Required action: Please copy exactly the lines that run from the start of the entries to the line containing "are relayed in", inclusive.

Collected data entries

══════════════════════════════

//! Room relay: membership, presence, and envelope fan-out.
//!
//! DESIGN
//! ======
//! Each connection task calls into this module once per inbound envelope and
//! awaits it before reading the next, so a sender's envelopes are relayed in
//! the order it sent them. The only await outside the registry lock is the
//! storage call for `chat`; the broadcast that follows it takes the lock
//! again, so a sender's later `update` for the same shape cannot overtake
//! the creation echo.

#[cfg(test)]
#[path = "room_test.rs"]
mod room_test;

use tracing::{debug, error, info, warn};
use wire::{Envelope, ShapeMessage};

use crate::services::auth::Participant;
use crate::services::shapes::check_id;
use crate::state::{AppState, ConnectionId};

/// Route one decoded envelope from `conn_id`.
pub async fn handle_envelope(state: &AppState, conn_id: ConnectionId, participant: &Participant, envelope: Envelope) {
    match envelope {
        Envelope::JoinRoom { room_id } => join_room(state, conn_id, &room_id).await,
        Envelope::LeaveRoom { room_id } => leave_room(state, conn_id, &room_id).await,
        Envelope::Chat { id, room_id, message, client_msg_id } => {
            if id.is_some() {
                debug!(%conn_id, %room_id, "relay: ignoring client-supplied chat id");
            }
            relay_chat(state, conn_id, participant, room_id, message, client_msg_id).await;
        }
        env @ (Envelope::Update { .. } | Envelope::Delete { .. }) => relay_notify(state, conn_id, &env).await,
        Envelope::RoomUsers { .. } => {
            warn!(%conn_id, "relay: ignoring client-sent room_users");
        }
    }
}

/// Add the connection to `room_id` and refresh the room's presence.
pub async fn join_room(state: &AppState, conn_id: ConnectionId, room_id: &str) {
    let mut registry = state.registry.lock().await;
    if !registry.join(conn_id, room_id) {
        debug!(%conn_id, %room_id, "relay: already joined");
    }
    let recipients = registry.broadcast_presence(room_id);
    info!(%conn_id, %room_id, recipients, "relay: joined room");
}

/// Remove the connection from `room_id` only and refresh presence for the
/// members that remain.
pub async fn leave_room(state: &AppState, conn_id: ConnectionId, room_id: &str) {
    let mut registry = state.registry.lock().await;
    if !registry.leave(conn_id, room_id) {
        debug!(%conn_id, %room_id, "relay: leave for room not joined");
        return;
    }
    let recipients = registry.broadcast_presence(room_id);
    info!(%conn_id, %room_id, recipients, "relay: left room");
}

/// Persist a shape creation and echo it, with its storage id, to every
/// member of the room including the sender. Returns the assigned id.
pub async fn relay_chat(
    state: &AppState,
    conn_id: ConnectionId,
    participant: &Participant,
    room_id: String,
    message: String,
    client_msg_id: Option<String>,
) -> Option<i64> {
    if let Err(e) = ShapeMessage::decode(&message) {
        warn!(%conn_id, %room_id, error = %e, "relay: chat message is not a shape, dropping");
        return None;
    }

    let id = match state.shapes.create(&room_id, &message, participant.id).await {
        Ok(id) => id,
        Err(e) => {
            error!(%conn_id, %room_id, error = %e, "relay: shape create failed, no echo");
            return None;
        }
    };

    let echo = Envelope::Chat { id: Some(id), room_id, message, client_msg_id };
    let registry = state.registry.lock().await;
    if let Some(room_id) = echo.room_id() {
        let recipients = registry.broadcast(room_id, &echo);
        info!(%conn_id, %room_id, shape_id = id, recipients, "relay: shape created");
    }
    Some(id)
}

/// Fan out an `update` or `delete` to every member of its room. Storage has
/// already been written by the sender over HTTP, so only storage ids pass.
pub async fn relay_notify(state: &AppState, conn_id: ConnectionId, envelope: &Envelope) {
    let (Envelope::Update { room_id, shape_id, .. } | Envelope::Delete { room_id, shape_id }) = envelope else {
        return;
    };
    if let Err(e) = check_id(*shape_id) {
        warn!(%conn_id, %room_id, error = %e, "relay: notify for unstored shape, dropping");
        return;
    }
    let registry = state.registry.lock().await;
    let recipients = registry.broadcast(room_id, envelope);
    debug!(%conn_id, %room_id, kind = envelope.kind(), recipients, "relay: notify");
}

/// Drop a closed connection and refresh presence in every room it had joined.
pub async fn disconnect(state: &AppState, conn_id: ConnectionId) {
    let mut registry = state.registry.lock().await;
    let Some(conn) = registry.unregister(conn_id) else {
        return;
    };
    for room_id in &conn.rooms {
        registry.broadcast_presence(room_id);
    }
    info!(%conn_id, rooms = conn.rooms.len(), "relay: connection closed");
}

══════════════════════════════

Your response:
//! Room relay: membership, presence, and envelope fan-out.
//!
//! DESIGN
//! ======
//! Each connection task calls into this module once per inbound envelope and
//! awaits it before reading the next, so a sender's envelopes are relayed in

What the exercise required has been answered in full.